L'Agence nationale de sécurité sanitaire de l'alimentation, de l'environnement et du travail (Anses) considère cependant que cette modification ne reprend pas exactement les exigences prévues par la directive de 2001. Elle les remplace par une méthodologie d'évaluation des risques insuffisamment explicite pour garantir la fourniture par les pétitionnaires de l'ensemble des études et données scientifiques nécessaires à l'évaluation des risques pour la santé animale, humaine et environnementale.
L'autorisation de mise sur le marché du médicament vétérinaire
Depuis sa création en 2010, l'Agence nationale de sécurité sanitaire de l'alimentation, de l'environnement et du travail (Anses) exerce des activités scientifiques dans différents champs d'application des biotechnologies.
Ses compétences se sont élargies en 2022 aux risques liés à l'utilisation des OGM en milieu ouvert (ou « disséminés volontairement dans l'environnement ») tels que la mise en culture de plantes en plein champ, y compris au stade expérimental, les autorisations d'essai clinique de médicaments vétérinaires et les demandes d'autorisations de mise sur le marché (AMM) de médicaments vétérinaires et humains au niveau européen.
Les AMM sollicitées dans le cadre des procédures centralisées au niveau de l'UE sont délivrées par la Commission européenne, après avis du Comité des médicaments à usage vétérinaire (CVMP) de l'Agence européenne du médicament (EMA). Les dossiers sont répartis auprès des autorités nationales qui jouent le rôle de rapporteur, similairement à la procédure centralisée pour les AMM relatives aux médicaments à usage humain.

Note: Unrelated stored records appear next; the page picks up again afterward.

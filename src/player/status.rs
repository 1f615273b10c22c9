//! Read-mostly snapshot of a view, shared with control components

use super::message::{PlayerCommand, ViewMessage};
use super::{PlayState, PlayerState};
use crossbeam_channel::Sender;
use log::warn;
use parking_lot::RwLock;
use std::sync::Arc;

/// Last published state of a view
#[derive(Debug, Clone, PartialEq)]
pub struct PlayerStatus {
    pub play_state: PlayState,
    pub player_state: PlayerState,
    pub playing: bool,
    /// Position in milliseconds, 0 outside playback
    pub position: u64,
    /// Duration in milliseconds, 0 outside playback
    pub duration: u64,
    pub buffered_percentage: u32,
    pub speed: f32,
    pub tcp_speed: u64,
    pub mute: bool,
    pub full_screen: bool,
    pub tiny_screen: bool,
    pub video_size: (u32, u32),
}

impl Default for PlayerStatus {
    fn default() -> Self {
        Self {
            play_state: PlayState::Idle,
            player_state: PlayerState::Normal,
            playing: false,
            position: 0,
            duration: 0,
            buffered_percentage: 0,
            speed: 1.0,
            tcp_speed: 0,
            mute: false,
            full_screen: false,
            tiny_screen: false,
            video_size: (0, 0),
        }
    }
}

/// Reads a view's status and posts requests to it
///
/// Requests are applied when the view next drains its queue, which every
/// view entry point does before returning.
#[derive(Debug, Clone)]
pub struct PlayerHandle {
    status: Arc<RwLock<PlayerStatus>>,
    tx: Sender<ViewMessage>,
}

impl PlayerHandle {
    pub(crate) fn new(status: Arc<RwLock<PlayerStatus>>, tx: Sender<ViewMessage>) -> Self {
        Self { status, tx }
    }

    /// Copy of the latest snapshot
    pub fn status(&self) -> PlayerStatus {
        self.status.read().clone()
    }

    /// Read one field without cloning the snapshot
    pub fn read<T>(&self, f: impl FnOnce(&PlayerStatus) -> T) -> T {
        f(&self.status.read())
    }

    pub fn post(&self, command: PlayerCommand) {
        if self.tx.send(ViewMessage::Player(command)).is_err() {
            warn!("View is gone, dropping {:?}", command);
        }
    }
}
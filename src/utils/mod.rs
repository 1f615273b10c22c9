//! Utility module for TSPlayer
//!
//! This module provides common utilities used throughout the crate:
//! - Error handling with custom error types
//! - Configuration management
//! - Clocks and single-slot timers
//! - Logging setup and position formatting

pub mod config;
pub mod error;
pub mod timer;

pub use config::{Config, ControllerConfig, GeneralConfig, PlaybackConfig, PlaybackPolicy};
pub use error::{IntoPlayerError, PlayerError, Result};
pub use timer::{Clock, ManualClock, SystemClock, TimerSlot};

use log::LevelFilter;

/// Initialize the application configuration
///
/// Loads configuration from:
/// 1. Default values
/// 2. User configuration file
/// 3. Environment variables
pub fn load_config() -> Result<Config> {
    Config::load()
}

/// Map the logging section onto a level filter
///
/// A disabled log switch silences the crate entirely.
pub fn log_filter(general: &GeneralConfig) -> LevelFilter {
    if !general.enable_log {
        return LevelFilter::Off;
    }
    general.log_level.parse().unwrap_or(LevelFilter::Info)
}

/// Install `env_logger` according to the logging section
///
/// `RUST_LOG` still wins when set. Calling this twice is harmless.
pub fn init_logging(general: &GeneralConfig) {
    let filter = log_filter(general);
    let _ = env_logger::Builder::new()
        .filter_level(filter)
        .parse_env("RUST_LOG")
        .format_timestamp_millis()
        .try_init();
}

/// Format a position in milliseconds for display
///
/// Returns "HH:MM:SS" or "MM:SS" for positions under an hour.
pub fn format_position(position_ms: u64) -> String {
    let total_secs = position_ms / 1000;
    let hours = total_secs / 3600;
    let minutes = (total_secs % 3600) / 60;
    let seconds = total_secs % 60;

    if hours > 0 {
        format!("{:02}:{:02}:{:02}", hours, minutes, seconds)
    } else {
        format!("{:02}:{:02}", minutes, seconds)
    }
}
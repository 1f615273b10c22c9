use anyhow::{Context, Result};
use clap::Parser;
use log::{debug, info, warn};
use parking_lot::Mutex;
use std::sync::Arc;
use std::time::Duration;

use tsplayer::audio::{AudioManager, FocusChangeSender, FocusRequestResult};
use tsplayer::components::standard_controller;
use tsplayer::decoder::SimulatedDecoderFactory;
use tsplayer::player::{JsonProgressManager, MemoryProgressManager, ProgressManager};
use tsplayer::utils::{self, format_position, Clock, GeneralConfig, SystemClock};
use tsplayer::window::{
    ContainerTarget, CutoutMode, DeviceInfo, NetworkType, ScreenOrientation, ViewHandle,
};
use tsplayer::{
    MediaPlayerControl, OnStateChangeListener, PlayState, PlayerState, Platform, VideoViewBuilder,
};

/// TSPlayer - drive one simulated playback session headlessly
#[derive(Parser, Debug)]
#[command(author, version, about, long_about = None)]
struct Args {
    /// Source to play
    #[arg(value_name = "URL", default_value = "https://example.com/media/demo.mp4")]
    url: String,

    /// Length of the simulated media in seconds
    #[arg(short = 'l', long, default_value = "20")]
    duration: u64,

    /// Title shown by the title bar
    #[arg(long, default_value = "TSPlayer demo")]
    title: String,

    /// Treat the source as a live stream
    #[arg(long)]
    live: bool,

    /// Start in full screen
    #[arg(short, long)]
    fullscreen: bool,

    /// Loop at the end instead of completing
    #[arg(long = "loop")]
    looping: bool,

    /// Playback speed
    #[arg(short, long, default_value = "1.0")]
    speed: f32,

    /// Pretend the device is on a metered mobile network
    #[arg(long)]
    mobile: bool,

    /// Accept playback on a mobile network when asked
    #[arg(long)]
    allow_mobile: bool,

    /// Keep resume points in the JSON progress store
    #[arg(long)]
    persist: bool,

    /// Enable debug logging
    #[arg(short, long)]
    debug: bool,
}

#[tokio::main(flavor = "current_thread")]
async fn main() -> Result<()> {
    let args = Args::parse();

    let mut config = utils::load_config().context("Failed to load configuration")?;
    apply_debug_flag(&mut config.general, args.debug);
    utils::init_logging(&config.general);

    info!("Starting TSPlayer v{}", env!("CARGO_PKG_VERSION"));

    let clock: Arc<dyn Clock> = Arc::new(SystemClock::new());
    let network = if args.mobile { NetworkType::Mobile } else { NetworkType::Wifi };
    let platform = Arc::new(HeadlessPlatform::new(1080, 1920, network));
    let audio = Arc::new(HeadlessAudio::new(15));

    let progress: Arc<dyn ProgressManager> = if args.persist {
        Arc::new(JsonProgressManager::open_default()?)
    } else {
        Arc::new(MemoryProgressManager::new())
    };

    let decoders = SimulatedDecoderFactory::new(clock.clone(), args.duration * 1000)
        .with_video_size(1920, 1080);

    let mut view = VideoViewBuilder::new(platform.clone(), audio)
        .with_config(config.clone())
        .with_decoder_factory(Arc::new(decoders))
        .with_progress_manager(progress)
        .with_clock(clock)
        .build()?;

    let (controller, _ids) = standard_controller(
        config.controller.clone(),
        view.policy().clone(),
        &args.title,
        args.live,
        100,
    );
    view.set_video_controller(Some(Box::new(controller)));
    view.add_on_state_change_listener(Box::new(LoggingListener));

    view.set_url(args.url.as_str());
    view.set_looping(args.looping);
    view.start();

    if view.play_state() == PlayState::StartAbort {
        if !args.allow_mobile {
            warn!("Playback on a mobile network needs --allow-mobile");
            return Ok(());
        }
        info!("Allowing playback on the mobile network");
        view.policy().set_play_on_mobile_network(true);
        view.start();
    }

    if args.fullscreen {
        view.start_full_screen();
    }
    view.set_speed(args.speed);

    let mut ticker = tokio::time::interval(Duration::from_millis(50));
    let mut last_report = 0;
    loop {
        tokio::select! {
            _ = ticker.tick() => {
                view.tick_now();
                match view.play_state() {
                    PlayState::PlaybackCompleted | PlayState::Error => break,
                    _ => {}
                }
                let status = view.status();
                if status.position / 1000 != last_report / 1000 {
                    last_report = status.position;
                    debug!(
                        "{} / {} ({}%)",
                        format_position(status.position),
                        format_position(status.duration),
                        status.buffered_percentage
                    );
                }
            }
            _ = tokio::signal::ctrl_c() => {
                info!("Interrupted");
                view.pause();
                break;
            }
        }
    }

    view.release();
    if !view.wait_for_releases(Duration::from_secs(2)) {
        warn!("Decoder release still pending on exit");
    }
    info!("Overlays left on screen: {}", platform.overlay_count());
    Ok(())
}

/// `--debug` turns logging on at debug level; otherwise the configured
/// toggle and level stand
fn apply_debug_flag(general: &mut GeneralConfig, debug: bool) {
    if debug {
        general.enable_log = true;
        general.log_level = "debug".to_string();
    }
}

/// Logs every state transition
struct LoggingListener;

impl OnStateChangeListener for LoggingListener {
    fn on_play_state_changed(&mut self, state: PlayState) {
        info!("Play state: {:?}", state);
    }

    fn on_player_state_changed(&mut self, state: PlayerState) {
        info!("Player state: {:?}", state);
    }
}

#[derive(Debug)]
struct WindowState {
    orientation: ScreenOrientation,
    brightness: Option<f32>,
    overlays: Vec<ViewHandle>,
}

/// Platform without a window: answers queries and logs window changes
#[derive(Debug)]
struct HeadlessPlatform {
    screen: (u32, u32),
    network: NetworkType,
    state: Mutex<WindowState>,
}

impl HeadlessPlatform {
    fn new(width: u32, height: u32, network: NetworkType) -> Self {
        Self {
            screen: (width, height),
            network,
            state: Mutex::new(WindowState {
                orientation: ScreenOrientation::Portrait,
                brightness: None,
                overlays: Vec::new(),
            }),
        }
    }

    fn overlay_count(&self) -> usize {
        self.state.lock().overlays.len()
    }
}

impl Platform for HeadlessPlatform {
    fn screen_size(&self) -> (u32, u32) {
        self.screen
    }

    fn density(&self) -> f32 {
        1.0
    }

    fn status_bar_height(&self) -> u32 {
        0
    }

    fn network_type(&self) -> NetworkType {
        self.network
    }

    fn attach_player_container(&self, target: ContainerTarget) -> bool {
        debug!("Player container: {:?}", target);
        true
    }

    fn set_system_bars_visible(&self, visible: bool) {
        debug!("System bars visible: {}", visible);
    }

    fn set_keep_screen_on(&self, keep_on: bool) {
        debug!("Keep screen on: {}", keep_on);
    }

    fn requested_orientation(&self) -> ScreenOrientation {
        self.state.lock().orientation
    }

    fn set_requested_orientation(&self, orientation: ScreenOrientation) {
        info!("Orientation: {:?}", orientation);
        self.state.lock().orientation = orientation;
    }

    fn is_finishing(&self) -> bool {
        false
    }

    fn window_brightness(&self) -> Option<f32> {
        self.state.lock().brightness
    }

    fn set_window_brightness(&self, brightness: f32) {
        self.state.lock().brightness = Some(brightness);
    }

    fn set_cutout_mode(&self, mode: CutoutMode) {
        debug!("Cutout mode: {:?}", mode);
    }

    fn device_info(&self) -> DeviceInfo {
        DeviceInfo::default()
    }

    fn add_overlay_view(&self, view: ViewHandle) {
        self.state.lock().overlays.push(view);
    }

    fn remove_overlay_view(&self, view: ViewHandle) {
        self.state.lock().overlays.retain(|v| *v != view);
    }
}

/// Audio service that always grants focus
#[derive(Debug)]
struct HeadlessAudio {
    max_volume: u32,
    volume: Mutex<u32>,
}

impl HeadlessAudio {
    fn new(max_volume: u32) -> Self {
        Self {
            max_volume,
            volume: Mutex::new(max_volume / 2),
        }
    }
}

impl AudioManager for HeadlessAudio {
    fn stream_volume(&self) -> u32 {
        *self.volume.lock()
    }

    fn max_stream_volume(&self) -> u32 {
        self.max_volume
    }

    fn set_stream_volume(&self, index: u32) {
        *self.volume.lock() = index.min(self.max_volume);
    }

    fn request_audio_focus(&self, _listener: FocusChangeSender) -> FocusRequestResult {
        FocusRequestResult::Granted
    }

    fn abandon_audio_focus(&self) {}
}

#[cfg(test)]
mod tests {
    use super::*;

    fn general(enable_log: bool, level: &str) -> GeneralConfig {
        GeneralConfig {
            enable_log,
            log_level: level.to_string(),
        }
    }

    #[test]
    fn test_configured_log_toggle_is_kept() {
        let mut off = general(false, "info");
        apply_debug_flag(&mut off, false);
        assert!(!off.enable_log);
        assert_eq!(off.log_level, "info");

        let mut on = general(true, "warn");
        apply_debug_flag(&mut on, false);
        assert!(on.enable_log);
        assert_eq!(on.log_level, "warn");
    }

    #[test]
    fn test_debug_flag_forces_logging() {
        let mut config = general(false, "info");
        apply_debug_flag(&mut config, true);
        assert!(config.enable_log);
        assert_eq!(config.log_level, "debug");
    }
}
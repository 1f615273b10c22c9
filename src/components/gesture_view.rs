//! Centered feedback for seek, volume and brightness gestures

use crate::controller::{ControlComponent, ControlWrapper, GestureComponent, VideoControl};
use crate::player::{PlayState, PlayerState};
use crate::utils::format_position;
use crate::window::ViewHandle;

/// Icon shown in the gesture popup
#[derive(Debug, Clone, Copy, PartialEq, Eq)]
pub enum GestureIcon {
    FastForward,
    FastRewind,
    Brightness,
    VolumeOff,
    VolumeUp,
}

pub struct GestureView {
    view: ViewHandle,
    wrapper: Option<ControlWrapper>,
    visible: bool,
    center_visible: bool,
    percent_bar_visible: bool,
    icon: Option<GestureIcon>,
    text: String,
    percent: u32,
}

impl GestureView {
    pub fn new(view: ViewHandle) -> Self {
        Self {
            view,
            wrapper: None,
            visible: false,
            center_visible: false,
            percent_bar_visible: false,
            icon: None,
            text: String::new(),
            percent: 0,
        }
    }

    pub fn is_visible(&self) -> bool {
        self.visible
    }

    pub fn is_center_visible(&self) -> bool {
        self.center_visible
    }

    pub fn is_percent_bar_visible(&self) -> bool {
        self.percent_bar_visible
    }

    pub fn icon(&self) -> Option<GestureIcon> {
        self.icon
    }

    pub fn text(&self) -> &str {
        &self.text
    }

    pub fn percent(&self) -> u32 {
        self.percent
    }

    fn show_percent(&mut self, icon: GestureIcon, percent: u32) {
        self.percent_bar_visible = true;
        self.icon = Some(icon);
        self.text = format!("{}%", percent);
        self.percent = percent;
    }
}

impl ControlComponent for GestureView {
    fn attach(&mut self, wrapper: ControlWrapper) {
        self.wrapper = Some(wrapper);
    }

    fn view(&self) -> Option<ViewHandle> {
        Some(self.view)
    }

    fn on_play_state_changed(&mut self, state: PlayState) {
        self.visible = !matches!(
            state,
            PlayState::Idle
                | PlayState::StartAbort
                | PlayState::Preparing
                | PlayState::Prepared
                | PlayState::Error
                | PlayState::PlaybackCompleted
        );
    }

    fn on_player_state_changed(&mut self, _state: PlayerState) {}

    fn as_gesture_mut(&mut self) -> Option<&mut dyn GestureComponent> {
        Some(self)
    }
}

impl GestureComponent for GestureView {
    fn on_start_slide(&mut self) {
        if let Some(wrapper) = self.wrapper.as_mut() {
            wrapper.hide();
        }
        self.center_visible = true;
    }

    fn on_stop_slide(&mut self) {
        self.center_visible = false;
        // backends without a buffered callback never restart the progress loop
        if let Some(wrapper) = self.wrapper.as_mut() {
            wrapper.start_progress();
        }
    }

    fn on_position_change(&mut self, slide_position: u64, current_position: u64, duration: u64) {
        self.percent_bar_visible = false;
        self.icon = Some(if slide_position > current_position {
            GestureIcon::FastForward
        } else {
            GestureIcon::FastRewind
        });
        self.text = format!(
            "{}/{}",
            format_position(slide_position),
            format_position(duration)
        );
    }

    fn on_brightness_change(&mut self, percent: u32) {
        self.show_percent(GestureIcon::Brightness, percent);
    }

    fn on_volume_change(&mut self, percent: u32) {
        let icon = if percent == 0 {
            GestureIcon::VolumeOff
        } else {
            GestureIcon::VolumeUp
        };
        self.show_percent(icon, percent);
    }
}

#[cfg(test)]
mod tests {
    use super::*;
    use crate::controller::ControllerCommand;
    use crate::player::ViewMessage;
    use crate::testing::WrapperProbe;

    #[test]
    fn test_slide_feedback() {
        let probe = WrapperProbe::new();
        let mut view = GestureView::new(ViewHandle(6));
        view.attach(probe.wrapper.clone());

        view.on_start_slide();
        assert!(view.is_center_visible());

        view.on_position_change(72_000, 90_000, 120_000);
        assert_eq!(view.icon(), Some(GestureIcon::FastRewind));
        assert_eq!(view.text(), "01:12/02:00");
        assert!(!view.is_percent_bar_visible());

        view.on_volume_change(0);
        assert_eq!(view.icon(), Some(GestureIcon::VolumeOff));
        assert_eq!(view.text(), "0%");

        view.on_brightness_change(80);
        assert_eq!(view.icon(), Some(GestureIcon::Brightness));
        assert_eq!(view.percent(), 80);

        view.on_stop_slide();
        assert!(!view.is_center_visible());
        assert_eq!(
            probe.drain(),
            vec![
                ViewMessage::Controller(ControllerCommand::Hide),
                ViewMessage::Controller(ControllerCommand::StartProgress),
            ]
        );
    }

    #[test]
    fn test_hidden_outside_playback() {
        let mut view = GestureView::new(ViewHandle(6));
        view.on_play_state_changed(PlayState::Buffering);
        assert!(view.is_visible());
        view.on_play_state_changed(PlayState::Prepared);
        assert!(!view.is_visible());
    }
}
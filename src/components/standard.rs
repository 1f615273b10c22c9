//! Lock button and loading spinner of the stock controller

use crate::controller::{ControlComponent, ControlWrapper, VideoControl, VisibilityAnimation};
use crate::player::{MediaPlayerControl, PlayState, PlayerState};
use crate::window::{ScreenOrientation, ViewHandle};
use log::info;

/// Lock button inset from the screen edges, in dp
const LOCK_MARGIN_DP: f32 = 24.0;

/// Chrome owned by the controller itself rather than by a bar
///
/// The lock button only exists in full screen and follows the controller's
/// visibility even while locked, so a tap can bring it back to unlock.
pub struct StandardControlView {
    view: ViewHandle,
    wrapper: Option<ControlWrapper>,
    lock_visible: bool,
    lock_selected: bool,
    loading_visible: bool,
    /// Set by Buffering and cleared by Buffered, so the spinner survives
    /// the Playing or Paused reports in between
    buffering: bool,
    lock_margins: (u32, u32),
}

impl StandardControlView {
    pub fn new(view: ViewHandle) -> Self {
        Self {
            view,
            wrapper: None,
            lock_visible: false,
            lock_selected: false,
            loading_visible: false,
            buffering: false,
            lock_margins: (0, 0),
        }
    }

    /// Lock button click
    pub fn toggle_lock(&mut self) {
        if let Some(wrapper) = self.wrapper.as_mut() {
            wrapper.toggle_lock_state();
        }
    }

    pub fn is_lock_visible(&self) -> bool {
        self.lock_visible
    }

    pub fn is_lock_selected(&self) -> bool {
        self.lock_selected
    }

    pub fn is_loading_visible(&self) -> bool {
        self.loading_visible
    }

    /// `(left, right)` margins of the lock button in pixels
    pub fn lock_margins(&self) -> (u32, u32) {
        self.lock_margins
    }

    fn adapt_lock_margins(&mut self) {
        let Some(wrapper) = self.wrapper.as_ref() else { return };
        if !wrapper.has_cutout() {
            return;
        }
        let edge = (LOCK_MARGIN_DP * wrapper.density()).round() as u32;
        let cutout = wrapper.cutout_height();
        self.lock_margins = match wrapper.requested_orientation() {
            ScreenOrientation::Portrait | ScreenOrientation::ReverseLandscape => (edge, edge),
            ScreenOrientation::Landscape => (edge + cutout, edge + cutout),
            ScreenOrientation::Unspecified => return,
        };
    }
}

impl ControlComponent for StandardControlView {
    fn attach(&mut self, wrapper: ControlWrapper) {
        self.wrapper = Some(wrapper);
    }

    fn view(&self) -> Option<ViewHandle> {
        Some(self.view)
    }

    fn on_play_state_changed(&mut self, state: PlayState) {
        match state {
            PlayState::Idle => {
                self.lock_selected = false;
                self.loading_visible = false;
                self.buffering = false;
            }
            PlayState::Preparing => self.loading_visible = true,
            PlayState::Buffering => {
                self.loading_visible = true;
                self.buffering = true;
            }
            PlayState::Prepared
            | PlayState::Playing
            | PlayState::Paused
            | PlayState::Error
            | PlayState::Buffered => {
                if state == PlayState::Buffered {
                    self.buffering = false;
                }
                if !self.buffering {
                    self.loading_visible = false;
                }
            }
            PlayState::PlaybackCompleted => {
                self.loading_visible = false;
                self.lock_visible = false;
                self.lock_selected = false;
            }
            PlayState::StartAbort => {}
        }
    }

    fn on_player_state_changed(&mut self, state: PlayerState) {
        match state {
            PlayerState::Normal => self.lock_visible = false,
            PlayerState::FullScreen => {
                self.lock_visible = self.wrapper.as_ref().is_some_and(|w| w.is_showing());
            }
            PlayerState::TinyScreen => {}
        }
        self.adapt_lock_margins();
    }

    fn on_visibility_changed(&mut self, visible: bool, _animation: Option<VisibilityAnimation>) {
        if self.wrapper.as_ref().is_some_and(|w| w.is_full_screen()) {
            self.lock_visible = visible;
        }
    }

    fn on_lock_state_changed(&mut self, locked: bool) {
        self.lock_selected = locked;
        info!("Controls {}", if locked { "locked" } else { "unlocked" });
    }

    fn shown_while_locked(&self) -> bool {
        true
    }
}

#[cfg(test)]
mod tests {
    use super::*;
    use crate::controller::ControllerCommand;
    use crate::player::ViewMessage;
    use crate::testing::WrapperProbe;
    use crate::window::Platform;

    fn attached(probe: &WrapperProbe) -> StandardControlView {
        let mut view = StandardControlView::new(ViewHandle(0));
        view.attach(probe.wrapper.clone());
        view
    }

    #[test]
    fn test_lock_button_posts_toggle() {
        let probe = WrapperProbe::new();
        let mut view = attached(&probe);

        view.toggle_lock();
        probe.controller.write().locked = true;
        view.toggle_lock();
        assert_eq!(
            probe.drain(),
            vec![
                ViewMessage::Controller(ControllerCommand::SetLocked(true)),
                ViewMessage::Controller(ControllerCommand::SetLocked(false)),
            ]
        );

        view.on_lock_state_changed(true);
        assert!(view.is_lock_selected());
        view.on_lock_state_changed(false);
        assert!(!view.is_lock_selected());
    }

    #[test]
    fn test_lock_button_only_in_full_screen() {
        let probe = WrapperProbe::new();
        let mut view = attached(&probe);

        view.on_visibility_changed(true, None);
        assert!(!view.is_lock_visible());

        probe.player.write().full_screen = true;
        probe.controller.write().showing = true;
        view.on_player_state_changed(PlayerState::FullScreen);
        assert!(view.is_lock_visible());

        view.on_visibility_changed(false, Some(VisibilityAnimation::fade_out()));
        assert!(!view.is_lock_visible());
        view.on_visibility_changed(true, Some(VisibilityAnimation::fade_in()));
        assert!(view.is_lock_visible());

        probe.player.write().full_screen = false;
        view.on_player_state_changed(PlayerState::Normal);
        assert!(!view.is_lock_visible());
    }

    #[test]
    fn test_full_screen_while_hidden_keeps_lock_hidden() {
        let probe = WrapperProbe::new();
        let mut view = attached(&probe);
        probe.player.write().full_screen = true;

        view.on_player_state_changed(PlayerState::FullScreen);
        assert!(!view.is_lock_visible());
    }

    #[test]
    fn test_completion_clears_lock() {
        let probe = WrapperProbe::new();
        let mut view = attached(&probe);
        probe.player.write().full_screen = true;
        probe.controller.write().showing = true;
        view.on_player_state_changed(PlayerState::FullScreen);
        view.on_lock_state_changed(true);

        view.on_play_state_changed(PlayState::PlaybackCompleted);
        assert!(!view.is_lock_visible());
        assert!(!view.is_lock_selected());
    }

    #[test]
    fn test_spinner_sticks_until_buffered() {
        let probe = WrapperProbe::new();
        let mut view = attached(&probe);

        view.on_play_state_changed(PlayState::Preparing);
        assert!(view.is_loading_visible());
        view.on_play_state_changed(PlayState::Prepared);
        assert!(!view.is_loading_visible());

        view.on_play_state_changed(PlayState::Buffering);
        assert!(view.is_loading_visible());
        view.on_play_state_changed(PlayState::Paused);
        assert!(view.is_loading_visible());
        view.on_play_state_changed(PlayState::Buffered);
        assert!(!view.is_loading_visible());
    }

    #[test]
    fn test_idle_forgets_buffering() {
        let probe = WrapperProbe::new();
        let mut view = attached(&probe);
        view.on_play_state_changed(PlayState::Buffering);
        view.on_play_state_changed(PlayState::Idle);
        assert!(!view.is_loading_visible());

        view.on_play_state_changed(PlayState::Preparing);
        view.on_play_state_changed(PlayState::Prepared);
        assert!(!view.is_loading_visible());
    }

    #[test]
    fn test_lock_margins_clear_cutout() {
        let probe = WrapperProbe::new();
        let mut view = attached(&probe);
        probe.platform.set_density(2.0);
        probe.controller.write().has_cutout = true;
        probe.controller.write().cutout_height = 80;

        probe.platform.set_requested_orientation(ScreenOrientation::Landscape);
        view.on_player_state_changed(PlayerState::FullScreen);
        assert_eq!(view.lock_margins(), (128, 128));

        probe.platform.set_requested_orientation(ScreenOrientation::ReverseLandscape);
        view.on_player_state_changed(PlayerState::FullScreen);
        assert_eq!(view.lock_margins(), (48, 48));

        probe.platform.set_requested_orientation(ScreenOrientation::Portrait);
        view.on_player_state_changed(PlayerState::Normal);
        assert_eq!(view.lock_margins(), (48, 48));
    }

    #[test]
    fn test_no_cutout_keeps_margins() {
        let probe = WrapperProbe::new();
        let mut view = attached(&probe);
        probe.platform.set_requested_orientation(ScreenOrientation::Landscape);
        view.on_player_state_changed(PlayerState::FullScreen);
        assert_eq!(view.lock_margins(), (0, 0));
    }

    #[test]
    fn test_visible_while_locked() {
        assert!(StandardControlView::new(ViewHandle(0)).shown_while_locked());
    }
}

Il faut préciser que cette procédure centralisée s'applique obligatoirement lorsqu'il s'agit de médicaments issus des biotechnologies.
Dans le cas des médicaments vétérinaires de thérapie innovante issus des biotechnologies, dont les OGM, l'Anses est amenée à intervenir au travers de l'Agence nationale du médicament vétérinaire (ANMV) - intégrée dans l'Anses depuis la fusion opérée en 2010 - qui est l'autorité française compétente pour suivre le risque relatif aux médicaments vétérinaires au regard de la santé humaine ou animale et de la protection de l'environnement.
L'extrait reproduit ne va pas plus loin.